• [The task] Go line by line through the records below. Copy whichever lines contain the string "RequestBuilder".

(Collected data entries)
◇ ◇ ◇
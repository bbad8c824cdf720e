//! Bounded-timeout request execution and response decoding

use reqwest::header::{HeaderMap, HeaderValue, CACHE_CONTROL, PRAGMA};
use reqwest::{Client, RequestBuilder, Url};
use serde::de::DeserializeOwned;
use serde::Serialize;
use std::error::Error as _;
use std::time::Duration;
use uvalue_core::error::{Result, UvalueError};

/// HTTP transport rooted at the API base
#[derive(Debug, Clone)]
pub struct Transport {
    client: Client,
    base: String,
}

impl Transport {
    pub fn new(api_base: impl Into<String>) -> Result<Self> {
        let mut headers = HeaderMap::new();
        headers.insert(CACHE_CONTROL, HeaderValue::from_static("no-cache"));
        headers.insert(PRAGMA, HeaderValue::from_static("no-cache"));

        let client = Client::builder().default_headers(headers).build().map_err(|e| {
            UvalueError::ConfigInvalid {
                key: "http_client".to_string(),
                reason: format!("Failed to build HTTP client: {}", e),
            }
        })?;

        Ok(Self {
            client,
            base: api_base.into().trim_end_matches('/').to_string(),
        })
    }

    pub fn base(&self) -> &str {
        &self.base
    }

    /// Absolute URL for an API path
    pub fn url(&self, path: &str) -> String {
        format!("{}/{}", self.base, path.trim_start_matches('/'))
    }

    /// Parsed URL for an API path, for callers that add query pairs or segments
    pub fn parsed_url(&self, path: &str) -> Result<Url> {
        Url::parse(&self.url(path)).map_err(|e| UvalueError::ConfigInvalid {
            key: "api_base".to_string(),
            reason: format!("'{}' does not form a valid URL: {}", self.base, e),
        })
    }

    pub fn get(&self, path: &str) -> RequestBuilder {
        self.client.get(self.url(path))
    }

    pub fn get_url(&self, url: Url) -> RequestBuilder {
        self.client.get(url)
    }

    pub fn post_json<B: Serialize + ?Sized>(&self, path: &str, body: &B) -> RequestBuilder {
        self.client.post(self.url(path)).json(body)
    }

    /// Send a request and read the whole body, all within `timeout`
    ///
    /// Non-2xx statuses become `HttpStatus` carrying the response body.
    pub async fn fetch_text(&self, request: RequestBuilder, timeout: Duration) -> Result<String> {
        let exchange = async {
            let response = request.send().await.map_err(|e| map_reqwest_error(e, timeout))?;
            let status = response.status();
            let body = response.text().await.map_err(|e| map_reqwest_error(e, timeout))?;

            if !status.is_success() {
                return Err(UvalueError::HttpStatus { status: status.as_u16(), body });
            }
            Ok(body)
        };

        match tokio::time::timeout(timeout, exchange).await {
            Ok(result) => result,
            Err(_) => Err(UvalueError::Timeout { after: timeout }),
        }
    }

    /// Send a request and decode a JSON body
    pub async fn fetch_json<T: DeserializeOwned>(
        &self,
        request: RequestBuilder,
        timeout: Duration,
    ) -> Result<T> {
        let body = self.fetch_text(request, timeout).await?;
        decode_json(&body)
    }

    /// Succeeds when `path` answers with any 2xx status
    pub async fn check(&self, path: &str, timeout: Duration) -> Result<()> {
        self.fetch_text(self.get(path), timeout).await.map(|_| ())
    }
}

pub fn decode_json<T: DeserializeOwned>(body: &str) -> Result<T> {
    serde_json::from_str(body).map_err(|e| UvalueError::Decode {
        reason: format!("{} (body starts with {:?})", e, preview(body)),
    })
}

fn preview(body: &str) -> String {
    body.chars().take(80).collect()
}

fn map_reqwest_error(err: reqwest::Error, timeout: Duration) -> UvalueError {
    if err.is_timeout() {
        return UvalueError::Timeout { after: timeout };
    }
    if err.is_decode() {
        return UvalueError::Decode { reason: describe(&err) };
    }
    UvalueError::Network { reason: describe(&err) }
}

/// Error message including its source chain
fn describe(err: &reqwest::Error) -> String {
    let mut message = err.to_string();
    let mut source = err.source();
    while let Some(cause) = source {
        message.push_str(": ");
        message.push_str(&cause.to_string());
        source = cause.source();
    }
    message
}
◇ ◇ ◇
• [Task result]
use reqwest::{Client, RequestBuilder, Url};
    pub fn get(&self, path: &str) -> RequestBuilder {
    pub fn get_url(&self, url: Url) -> RequestBuilder {
    pub fn post_json<B: Serialize + ?Sized>(&self, path: &str, body: &B) -> RequestBuilder {
    pub async fn fetch_text(&self, request: RequestBuilder, timeout: Duration) -> Result<String> {
        request: RequestBuilder,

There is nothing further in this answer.